WORK TO COMPLETE: What you return must be the lines of the data that hold the word "Peers".

EXERCISE INPUT:
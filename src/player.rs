//! The player ship.
//!
//! Moves on input, fires up the screen, and is the target every producer
//! looks up by kind.  Its beams are advanced during its own update, which is
//! why it must be registered ahead of the producers that test against them.

use std::any::Any;

use crossterm::style::Color;

use crate::audio::cue;
use crate::compute::clamp_to_viewport;
use crate::context::{Canvas, Effect, SimContext, SessionStatus, Style};
use crate::design::{CatalogError, Design};
use crate::entities::{EntityKind, Heading, HealthBody, InputEvent, Position, SpatialBody};
use crate::registry::{Entity, Peers};
use crate::weapon::{FireOutcome, Gun};

/// Cells moved per horizontal / vertical input event.
const STEP_X: f32 = 2.0;
const STEP_Y: f32 = 1.0;

/// Rows reserved at the bottom (ammo line + margin).
const BOTTOM_RESERVED: f32 = 2.0;

const C_BEAM: Color = Color::Cyan;

pub struct PlayerShip {
    body: SpatialBody,
    health: HealthBody,
    gun: Gun,
    shape: Vec<String>,
    color: Color,
    impact: i32,
    wrecked: bool,
}

impl PlayerShip {
    /// Ship centred on the bottom rows of `ctx.viewport`.
    pub fn new(design: &Design, ctx: &SimContext) -> Result<Self, CatalogError> {
        let weapon = design.weapon.as_ref().ok_or_else(|| {
            CatalogError::Invalid(format!("player design '{}' has no weapon", design.name))
        })?;
        let size = design.footprint();
        let vp = ctx.viewport;
        let x = (vp.width as f32 - size.width as f32) / 2.0;
        let y = vp.height as f32 - size.height as f32 - BOTTOM_RESERVED;
        Ok(Self {
            body: SpatialBody::new(x.floor().max(0.0), y.max(1.0), size, design.speed),
            health: HealthBody::new(design.health),
            gun: Gun::new(weapon.stats(), Heading::AwayFromPlayer),
            shape: design.shape.clone(),
            color: design.tint(),
            impact: design.impact,
            wrecked: false,
        })
    }

    pub fn body(&self) -> &SpatialBody {
        &self.body
    }

    pub fn body_mut(&mut self) -> &mut SpatialBody {
        &mut self.body
    }

    pub fn health(&self) -> &HealthBody {
        &self.health
    }

    pub fn gun(&self) -> &Gun {
        &self.gun
    }

    /// Damage this ship deals when something rams it.
    pub fn impact(&self) -> i32 {
        self.impact
    }

    pub fn is_dead(&self) -> bool {
        self.health.is_dead()
    }

    /// Take `power` damage with a spark at `at`.
    pub fn take_hit(&mut self, power: i32, at: Position, ctx: &mut SimContext) {
        self.health.damage(power);
        ctx.emit(Effect::Spark {
            at,
            color: self.color,
        });
        ctx.play(cue::IMPACT);
    }

    pub fn heal(&mut self, amount: i32) -> i32 {
        self.health.heal(amount)
    }

    /// Muzzle sits one row above the ship's centre column.
    fn muzzle(&self) -> Position {
        Position::new(self.body.center_x().floor(), self.body.pos.y - 1.0)
    }

    fn clamp(&mut self, ctx: &SimContext) {
        let vp = ctx.viewport;
        clamp_to_viewport(&mut self.body, vp.width, 1.0, vp.height as f32 - BOTTOM_RESERVED);
    }
}

impl Entity for PlayerShip {
    fn update(&mut self, ctx: &mut SimContext, _peers: &mut Peers<'_>) {
        self.gun.advance(ctx.dt, ctx.viewport.height);
        self.clamp(ctx);

        if self.health.is_dead() && !self.wrecked {
            self.wrecked = true;
            crate::producers::explode(ctx, &self.body, self.color);
            ctx.status = SessionStatus::GameOver;
            log::info!(
                "ship destroyed at level {} with score {}",
                ctx.progression.level(),
                ctx.progression.score()
            );
        }
    }

    fn draw(&self, _ctx: &SimContext, canvas: &mut dyn Canvas) {
        let beam_style = Style::fg(C_BEAM);
        for beam in self.gun.beams() {
            let (x, y) = beam.pos.cell();
            canvas.set_cell(x, y, beam.glyph, beam_style);
        }
        if !self.wrecked {
            canvas.put_shape(self.body.pos, &self.shape, Style::bold(self.color));
        }
    }

    fn handle_input(&mut self, event: InputEvent, ctx: &mut SimContext) {
        if self.wrecked {
            return;
        }
        match event {
            InputEvent::Left => self.body.pos.x -= STEP_X,
            InputEvent::Right => self.body.pos.x += STEP_X,
            InputEvent::Up => self.body.pos.y -= STEP_Y,
            InputEvent::Down => self.body.pos.y += STEP_Y,
            InputEvent::Fire => {
                let outcome = self.gun.fire(ctx.elapsed, self.muzzle(), ctx.audio.as_ref(), ctx.volume);
                if outcome == FireOutcome::ReloadTriggered {
                    ctx.play(cue::RELOAD);
                }
            }
            InputEvent::Reload => {
                if self.gun.reload() {
                    ctx.play(cue::RELOAD);
                }
            }
            _ => {}
        }
        self.clamp(ctx);
    }

    fn set_paused(&mut self, paused: bool) {
        if paused {
            self.gun.suspend_reload();
        } else {
            self.gun.resume_reload();
        }
    }

    fn kind(&self) -> EntityKind {
        EntityKind::PlayerShip
    }

    fn as_any(&self) -> &dyn Any {
        self
    }

    fn as_any_mut(&mut self) -> &mut dyn Any {
        self
    }
}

REPLY:
use crate::registry::{Entity, Peers};
    fn update(&mut self, ctx: &mut SimContext, _peers: &mut Peers<'_>) {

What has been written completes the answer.